> [PROBLEM DETAILS]
What is the number of lines in the data holding the word "struct"? Give that number by itself.

> [EXTRACTED RECORDS]
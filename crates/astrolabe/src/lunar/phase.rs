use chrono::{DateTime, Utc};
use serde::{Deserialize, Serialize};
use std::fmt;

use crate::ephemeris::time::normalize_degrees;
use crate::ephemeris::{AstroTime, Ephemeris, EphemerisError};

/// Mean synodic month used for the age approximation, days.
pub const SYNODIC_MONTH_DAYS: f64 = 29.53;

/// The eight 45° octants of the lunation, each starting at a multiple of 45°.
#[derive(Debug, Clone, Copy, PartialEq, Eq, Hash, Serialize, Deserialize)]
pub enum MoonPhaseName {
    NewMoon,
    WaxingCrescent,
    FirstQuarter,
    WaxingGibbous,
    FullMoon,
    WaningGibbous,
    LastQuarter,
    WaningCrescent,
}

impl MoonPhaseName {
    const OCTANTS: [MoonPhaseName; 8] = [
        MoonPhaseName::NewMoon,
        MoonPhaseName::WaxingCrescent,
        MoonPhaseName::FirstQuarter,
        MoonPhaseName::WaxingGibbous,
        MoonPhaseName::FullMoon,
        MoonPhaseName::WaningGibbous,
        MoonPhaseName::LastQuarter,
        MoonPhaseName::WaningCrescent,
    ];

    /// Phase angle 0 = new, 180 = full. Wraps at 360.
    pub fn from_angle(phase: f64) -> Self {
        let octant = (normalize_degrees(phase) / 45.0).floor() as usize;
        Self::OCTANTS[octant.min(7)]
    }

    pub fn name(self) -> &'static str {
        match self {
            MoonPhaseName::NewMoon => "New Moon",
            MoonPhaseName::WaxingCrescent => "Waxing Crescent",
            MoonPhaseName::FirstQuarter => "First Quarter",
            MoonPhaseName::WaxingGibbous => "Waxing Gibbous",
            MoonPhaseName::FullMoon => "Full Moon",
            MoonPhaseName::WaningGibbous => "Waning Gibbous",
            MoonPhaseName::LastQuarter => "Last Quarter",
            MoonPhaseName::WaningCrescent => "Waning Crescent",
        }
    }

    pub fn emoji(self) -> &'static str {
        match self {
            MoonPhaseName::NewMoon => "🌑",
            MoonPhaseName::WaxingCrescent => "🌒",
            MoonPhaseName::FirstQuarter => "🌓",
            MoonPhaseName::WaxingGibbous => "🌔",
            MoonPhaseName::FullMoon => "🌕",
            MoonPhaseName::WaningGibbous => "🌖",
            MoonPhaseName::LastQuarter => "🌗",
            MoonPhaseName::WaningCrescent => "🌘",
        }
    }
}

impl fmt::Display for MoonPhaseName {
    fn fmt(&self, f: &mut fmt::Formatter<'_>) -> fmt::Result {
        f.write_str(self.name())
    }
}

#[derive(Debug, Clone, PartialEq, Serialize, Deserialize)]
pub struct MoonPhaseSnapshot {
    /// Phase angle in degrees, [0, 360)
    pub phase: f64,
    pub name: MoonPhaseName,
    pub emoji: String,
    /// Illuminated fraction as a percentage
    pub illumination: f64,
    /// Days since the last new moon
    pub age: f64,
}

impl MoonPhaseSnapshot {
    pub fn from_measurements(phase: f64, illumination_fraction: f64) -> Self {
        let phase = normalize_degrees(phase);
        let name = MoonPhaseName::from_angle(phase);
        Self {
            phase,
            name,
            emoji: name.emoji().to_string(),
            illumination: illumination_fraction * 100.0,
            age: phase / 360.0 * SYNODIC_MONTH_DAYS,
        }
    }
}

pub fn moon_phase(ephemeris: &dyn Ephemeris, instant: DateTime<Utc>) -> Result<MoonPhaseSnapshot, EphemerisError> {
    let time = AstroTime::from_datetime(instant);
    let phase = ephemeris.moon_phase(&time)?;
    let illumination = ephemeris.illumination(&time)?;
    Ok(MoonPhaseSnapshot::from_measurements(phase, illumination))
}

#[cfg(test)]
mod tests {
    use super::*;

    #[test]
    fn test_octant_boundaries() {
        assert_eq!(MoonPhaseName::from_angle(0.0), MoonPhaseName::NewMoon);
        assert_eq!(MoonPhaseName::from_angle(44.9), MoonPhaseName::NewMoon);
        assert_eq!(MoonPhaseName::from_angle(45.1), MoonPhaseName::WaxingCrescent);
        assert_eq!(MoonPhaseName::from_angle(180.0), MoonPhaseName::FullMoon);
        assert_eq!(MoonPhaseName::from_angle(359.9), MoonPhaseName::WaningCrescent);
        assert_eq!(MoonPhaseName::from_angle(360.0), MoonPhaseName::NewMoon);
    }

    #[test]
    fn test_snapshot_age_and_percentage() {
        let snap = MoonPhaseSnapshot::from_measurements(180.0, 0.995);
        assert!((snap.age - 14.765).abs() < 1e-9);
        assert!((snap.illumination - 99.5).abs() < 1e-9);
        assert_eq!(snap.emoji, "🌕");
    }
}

* * *

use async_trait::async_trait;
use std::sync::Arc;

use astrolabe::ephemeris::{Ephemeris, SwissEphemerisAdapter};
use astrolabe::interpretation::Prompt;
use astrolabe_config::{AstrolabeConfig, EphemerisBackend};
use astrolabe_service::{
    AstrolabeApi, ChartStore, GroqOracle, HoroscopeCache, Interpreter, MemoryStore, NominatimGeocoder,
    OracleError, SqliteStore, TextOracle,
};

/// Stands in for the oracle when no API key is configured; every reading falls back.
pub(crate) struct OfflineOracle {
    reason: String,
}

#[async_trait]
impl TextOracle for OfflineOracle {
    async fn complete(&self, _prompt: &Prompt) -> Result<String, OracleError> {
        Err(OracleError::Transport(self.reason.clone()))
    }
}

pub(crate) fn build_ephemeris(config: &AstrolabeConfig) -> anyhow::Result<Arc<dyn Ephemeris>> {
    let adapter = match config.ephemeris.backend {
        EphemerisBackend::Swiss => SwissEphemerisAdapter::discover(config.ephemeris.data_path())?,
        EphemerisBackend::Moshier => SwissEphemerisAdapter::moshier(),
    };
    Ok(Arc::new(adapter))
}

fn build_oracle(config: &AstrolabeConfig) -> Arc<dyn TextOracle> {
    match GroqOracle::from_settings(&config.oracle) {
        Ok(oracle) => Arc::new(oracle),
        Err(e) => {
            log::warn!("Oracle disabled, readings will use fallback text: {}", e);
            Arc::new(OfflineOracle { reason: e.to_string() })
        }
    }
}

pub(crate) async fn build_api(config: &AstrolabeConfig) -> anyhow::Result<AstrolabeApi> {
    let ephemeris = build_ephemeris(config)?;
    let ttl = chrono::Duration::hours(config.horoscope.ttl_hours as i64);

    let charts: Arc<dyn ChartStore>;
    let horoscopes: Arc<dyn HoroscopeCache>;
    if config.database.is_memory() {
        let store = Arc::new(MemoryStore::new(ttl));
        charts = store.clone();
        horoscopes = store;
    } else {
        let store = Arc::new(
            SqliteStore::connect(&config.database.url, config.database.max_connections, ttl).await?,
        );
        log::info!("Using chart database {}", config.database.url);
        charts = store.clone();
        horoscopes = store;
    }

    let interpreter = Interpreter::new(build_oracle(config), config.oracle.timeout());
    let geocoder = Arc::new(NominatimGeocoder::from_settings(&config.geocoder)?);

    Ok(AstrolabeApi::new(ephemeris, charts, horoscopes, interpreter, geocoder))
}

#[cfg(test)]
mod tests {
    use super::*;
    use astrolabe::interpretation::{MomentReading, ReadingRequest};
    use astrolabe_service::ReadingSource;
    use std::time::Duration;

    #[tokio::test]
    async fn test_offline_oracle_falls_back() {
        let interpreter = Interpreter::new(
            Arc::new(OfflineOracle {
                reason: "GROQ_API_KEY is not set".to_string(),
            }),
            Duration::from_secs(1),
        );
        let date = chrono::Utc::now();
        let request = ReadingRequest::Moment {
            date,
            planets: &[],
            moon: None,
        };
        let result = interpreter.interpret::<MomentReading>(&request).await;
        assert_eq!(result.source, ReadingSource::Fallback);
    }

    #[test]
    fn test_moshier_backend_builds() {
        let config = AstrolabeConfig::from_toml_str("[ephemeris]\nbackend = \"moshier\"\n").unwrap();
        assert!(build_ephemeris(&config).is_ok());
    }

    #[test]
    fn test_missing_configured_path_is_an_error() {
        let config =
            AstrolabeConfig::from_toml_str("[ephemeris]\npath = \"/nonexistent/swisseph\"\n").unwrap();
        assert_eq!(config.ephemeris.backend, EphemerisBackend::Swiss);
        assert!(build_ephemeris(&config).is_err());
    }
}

...

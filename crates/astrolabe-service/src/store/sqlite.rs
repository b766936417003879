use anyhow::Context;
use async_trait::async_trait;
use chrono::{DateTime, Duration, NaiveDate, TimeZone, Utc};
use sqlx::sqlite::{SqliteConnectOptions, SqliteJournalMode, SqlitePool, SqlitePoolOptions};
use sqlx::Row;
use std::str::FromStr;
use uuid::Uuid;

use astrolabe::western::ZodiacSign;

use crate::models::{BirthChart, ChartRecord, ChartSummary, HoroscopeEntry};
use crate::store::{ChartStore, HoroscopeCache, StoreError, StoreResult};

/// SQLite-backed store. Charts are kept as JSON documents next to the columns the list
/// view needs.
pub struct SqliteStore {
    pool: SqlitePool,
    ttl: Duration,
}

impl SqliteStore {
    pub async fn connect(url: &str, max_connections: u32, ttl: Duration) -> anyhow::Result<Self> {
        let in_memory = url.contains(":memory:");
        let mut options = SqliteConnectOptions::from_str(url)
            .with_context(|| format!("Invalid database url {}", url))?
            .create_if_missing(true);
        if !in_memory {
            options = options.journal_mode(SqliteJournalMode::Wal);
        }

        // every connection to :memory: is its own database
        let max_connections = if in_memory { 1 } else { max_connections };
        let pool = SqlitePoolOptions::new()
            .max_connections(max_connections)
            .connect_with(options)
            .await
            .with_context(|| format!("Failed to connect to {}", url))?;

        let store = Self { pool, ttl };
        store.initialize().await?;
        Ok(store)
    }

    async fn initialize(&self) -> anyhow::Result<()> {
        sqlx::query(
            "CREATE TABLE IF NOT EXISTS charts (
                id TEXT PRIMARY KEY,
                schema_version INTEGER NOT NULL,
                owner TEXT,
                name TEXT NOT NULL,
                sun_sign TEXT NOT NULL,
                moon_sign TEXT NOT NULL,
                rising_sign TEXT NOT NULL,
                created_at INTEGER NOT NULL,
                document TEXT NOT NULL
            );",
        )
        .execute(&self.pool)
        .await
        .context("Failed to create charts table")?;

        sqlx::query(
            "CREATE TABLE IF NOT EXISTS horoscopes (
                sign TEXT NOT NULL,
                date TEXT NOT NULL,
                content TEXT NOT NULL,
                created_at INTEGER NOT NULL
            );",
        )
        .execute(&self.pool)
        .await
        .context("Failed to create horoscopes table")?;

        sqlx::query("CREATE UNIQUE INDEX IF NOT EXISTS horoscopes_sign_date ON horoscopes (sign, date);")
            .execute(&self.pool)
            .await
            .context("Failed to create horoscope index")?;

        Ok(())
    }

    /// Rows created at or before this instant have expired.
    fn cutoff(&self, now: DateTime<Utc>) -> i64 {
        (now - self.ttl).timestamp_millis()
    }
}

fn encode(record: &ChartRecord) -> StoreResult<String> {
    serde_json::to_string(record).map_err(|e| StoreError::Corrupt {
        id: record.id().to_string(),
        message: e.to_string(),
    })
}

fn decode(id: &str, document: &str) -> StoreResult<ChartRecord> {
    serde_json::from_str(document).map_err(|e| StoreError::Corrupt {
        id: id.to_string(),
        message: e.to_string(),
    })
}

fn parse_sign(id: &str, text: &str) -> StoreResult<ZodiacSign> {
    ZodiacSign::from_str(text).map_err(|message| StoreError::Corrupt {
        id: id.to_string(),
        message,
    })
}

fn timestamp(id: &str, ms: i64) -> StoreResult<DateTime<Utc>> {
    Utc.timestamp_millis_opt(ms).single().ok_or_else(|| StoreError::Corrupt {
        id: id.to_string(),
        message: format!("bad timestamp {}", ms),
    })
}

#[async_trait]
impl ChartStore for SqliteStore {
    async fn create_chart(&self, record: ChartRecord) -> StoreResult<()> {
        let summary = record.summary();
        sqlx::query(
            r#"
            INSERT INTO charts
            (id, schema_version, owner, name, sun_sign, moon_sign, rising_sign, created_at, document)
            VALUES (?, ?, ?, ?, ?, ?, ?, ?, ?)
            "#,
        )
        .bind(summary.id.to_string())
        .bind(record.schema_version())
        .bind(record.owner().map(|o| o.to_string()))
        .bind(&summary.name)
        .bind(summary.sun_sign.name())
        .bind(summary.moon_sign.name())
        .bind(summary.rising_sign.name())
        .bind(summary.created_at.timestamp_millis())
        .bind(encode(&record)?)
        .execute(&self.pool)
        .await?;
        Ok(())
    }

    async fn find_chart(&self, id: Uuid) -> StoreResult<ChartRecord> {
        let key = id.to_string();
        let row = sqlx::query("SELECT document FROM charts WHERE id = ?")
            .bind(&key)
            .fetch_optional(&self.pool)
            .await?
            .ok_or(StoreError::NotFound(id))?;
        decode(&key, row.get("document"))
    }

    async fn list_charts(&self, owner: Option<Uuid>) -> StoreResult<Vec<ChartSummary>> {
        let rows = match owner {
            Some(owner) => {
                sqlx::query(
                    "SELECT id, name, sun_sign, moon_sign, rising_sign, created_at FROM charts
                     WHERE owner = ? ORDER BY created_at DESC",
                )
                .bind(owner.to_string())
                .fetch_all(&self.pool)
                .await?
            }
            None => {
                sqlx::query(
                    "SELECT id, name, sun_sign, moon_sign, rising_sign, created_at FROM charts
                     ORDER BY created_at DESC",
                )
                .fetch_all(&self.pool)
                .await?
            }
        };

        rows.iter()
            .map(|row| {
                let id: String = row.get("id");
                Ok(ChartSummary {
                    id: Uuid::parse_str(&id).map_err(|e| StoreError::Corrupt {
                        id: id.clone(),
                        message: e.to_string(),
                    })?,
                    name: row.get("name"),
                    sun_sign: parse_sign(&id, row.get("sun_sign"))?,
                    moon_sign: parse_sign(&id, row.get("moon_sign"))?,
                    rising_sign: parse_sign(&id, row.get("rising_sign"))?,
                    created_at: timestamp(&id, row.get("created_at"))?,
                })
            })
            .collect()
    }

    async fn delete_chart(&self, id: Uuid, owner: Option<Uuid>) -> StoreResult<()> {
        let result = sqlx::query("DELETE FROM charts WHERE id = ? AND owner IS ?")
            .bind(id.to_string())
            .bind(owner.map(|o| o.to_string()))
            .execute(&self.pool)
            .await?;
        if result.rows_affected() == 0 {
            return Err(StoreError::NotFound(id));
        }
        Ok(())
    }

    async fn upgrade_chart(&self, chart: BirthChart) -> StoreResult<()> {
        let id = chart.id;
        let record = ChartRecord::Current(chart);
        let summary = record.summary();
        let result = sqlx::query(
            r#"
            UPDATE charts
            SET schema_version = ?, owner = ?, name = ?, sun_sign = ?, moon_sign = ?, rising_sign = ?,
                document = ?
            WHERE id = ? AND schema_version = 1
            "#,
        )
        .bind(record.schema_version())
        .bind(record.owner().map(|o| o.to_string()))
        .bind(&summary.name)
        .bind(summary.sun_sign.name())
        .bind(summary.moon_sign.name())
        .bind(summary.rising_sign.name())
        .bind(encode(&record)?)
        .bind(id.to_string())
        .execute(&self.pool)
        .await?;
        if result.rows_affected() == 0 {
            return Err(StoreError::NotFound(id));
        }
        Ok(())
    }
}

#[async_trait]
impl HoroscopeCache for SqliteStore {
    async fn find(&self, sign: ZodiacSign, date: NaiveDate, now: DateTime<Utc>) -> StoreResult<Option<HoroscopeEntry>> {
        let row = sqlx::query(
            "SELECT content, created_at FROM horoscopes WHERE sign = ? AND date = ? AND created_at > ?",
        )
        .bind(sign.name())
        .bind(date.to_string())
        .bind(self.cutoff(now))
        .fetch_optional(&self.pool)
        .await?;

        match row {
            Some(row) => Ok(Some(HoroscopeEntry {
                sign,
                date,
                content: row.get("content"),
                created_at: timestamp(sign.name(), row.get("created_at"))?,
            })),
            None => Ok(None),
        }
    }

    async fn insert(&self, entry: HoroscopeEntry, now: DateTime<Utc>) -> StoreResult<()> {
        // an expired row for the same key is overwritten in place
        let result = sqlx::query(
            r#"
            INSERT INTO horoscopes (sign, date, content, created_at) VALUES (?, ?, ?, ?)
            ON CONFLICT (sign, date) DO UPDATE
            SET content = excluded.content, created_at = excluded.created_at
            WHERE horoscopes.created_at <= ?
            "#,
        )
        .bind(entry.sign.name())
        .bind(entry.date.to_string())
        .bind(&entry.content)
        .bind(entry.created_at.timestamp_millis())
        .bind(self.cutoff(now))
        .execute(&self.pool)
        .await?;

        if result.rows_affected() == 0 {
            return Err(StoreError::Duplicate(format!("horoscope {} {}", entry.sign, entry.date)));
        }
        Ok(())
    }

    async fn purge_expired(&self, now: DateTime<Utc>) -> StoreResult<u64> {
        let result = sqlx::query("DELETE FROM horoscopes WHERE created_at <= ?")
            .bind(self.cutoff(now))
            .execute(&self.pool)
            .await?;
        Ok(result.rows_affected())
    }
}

> [SOLVED PROBLEM]
3